E como ficam os jornalistas e a checagem de fatos?

Outro setor que será diretamente impactado pelo fim do CrowdTangle são os jornalistas e checadores de fatos que utilizam a ferramenta para monitorar as redes e acompanhar o debate público. No site divulgado pela Meta, que descreve as condições para a solicitação de acesso à nova API, não há menção desses profissionais.

Natália Leal, diretora executiva da Agência Lupa, diz que a ferramenta é utilizada pelo veículo para enxergar caminhos de viralização de conteúdos e fazer buscas que auxiliam na construção de matérias jornalísticas. “É um desastre a gente perder o acesso a qualquer ferramenta que possa nos ajudar a enxergar um pouco melhor o que tá acontecendo no ecossistema digital”, avaliou a jornalista.

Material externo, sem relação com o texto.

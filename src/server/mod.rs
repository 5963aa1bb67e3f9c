pub mod config;
mod http_layers;
#[allow(clippy::module_inception)]
pub mod server;
pub mod state;

pub use config::ServerConfig;
pub use http_layers::*;
pub use server::{make_app, run_server, AddItemResponse, MessageResponse};
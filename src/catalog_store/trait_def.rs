//! CatalogStore trait definition.

use super::error::CatalogStoreResult;
use super::models::{Category, CategoryId, Item, ItemId};

/// Trait for catalog storage backends.
///
/// The store exclusively owns categories and items. Every item references an
/// existing category and category names are unique.
pub trait CatalogStore: Send + Sync {
    // =========================================================================
    // Categories
    // =========================================================================

    /// Exact-match lookup of a category id by name.
    fn find_category_id_by_name(&self, name: &str) -> CatalogStoreResult<Option<CategoryId>>;

    /// Insert a new category. Fails with `DuplicateName` if the name is taken.
    fn create_category(&self, name: &str) -> CatalogStoreResult<CategoryId>;

    /// All categories ordered by id.
    fn get_all_categories(&self) -> CatalogStoreResult<Vec<Category>>;

    // =========================================================================
    // Items
    // =========================================================================

    /// Insert an item referencing an existing category.
    /// Fails with `ConstraintViolation` if the category does not exist.
    fn create_item(
        &self,
        name: &str,
        category_id: CategoryId,
        image_filename: &str,
    ) -> CatalogStoreResult<ItemId>;

    /// Find-or-create the category, then create the item, as one unit.
    fn add_item(
        &self,
        name: &str,
        category_name: &str,
        image_filename: &str,
    ) -> CatalogStoreResult<ItemId>;

    /// Every item joined with its category name, ordered by id.
    fn get_all_items(&self) -> CatalogStoreResult<Vec<Item>>;

    /// Single item joined with its category name.
    fn get_item_by_id(&self, id: ItemId) -> CatalogStoreResult<Option<Item>>;

    // =========================================================================
    // Counts
    // =========================================================================

    fn get_items_count(&self) -> usize;

    fn get_categories_count(&self) -> usize;
}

Leal também destacou como os veículos jornalísticos estão, neste momento, com poucas ferramentas que tenham os mesmos recursos que o CrowdTangle e que sejam disponibilizadas de forma gratuita aos profissionais. “As organizações que monitoram o ambiente digital e que se dedicam ao combate à desinformação têm muitos desafios financeiros”, afirmou.

Entenda o desmonte do CrowdTangle

O desmantelamento da ferramenta vem acontecendo desde 2021, quando a Meta começou a pôr em prática o plano de encerramento da plataforma de pesquisa, como mostrou uma reportagem publicada pela Bloomberg. Naquela época, a big tech dissolveu a equipe responsável pela ferramenta, remanejando ou demitindo os profissionais relacionados ao projeto, como o próprio fundador e ex-diretor executivo do CrowdTangle, Brandon Silverman, que deixou o grupo em outubro 2021.

De acordo com funcionários da Meta, menos de cinco engenheiros da equipe de integridade do Facebook de Londres estavam trabalhando para manter a ferramenta viva. Antes do desmonte, atualizações e novas funcionalidades eram apresentadas mensalmente e pesquisadores e jornalistas costumavam receber uma newsletter apresentando essas novidades e estudos com dados da plataforma. Além disso, desde janeiro de 2022 a ferramenta já não recebia o registro de novos usuários. À época, a Meta afirmou que tal decisão se deu justamente por pouco pessoal alocado no projeto.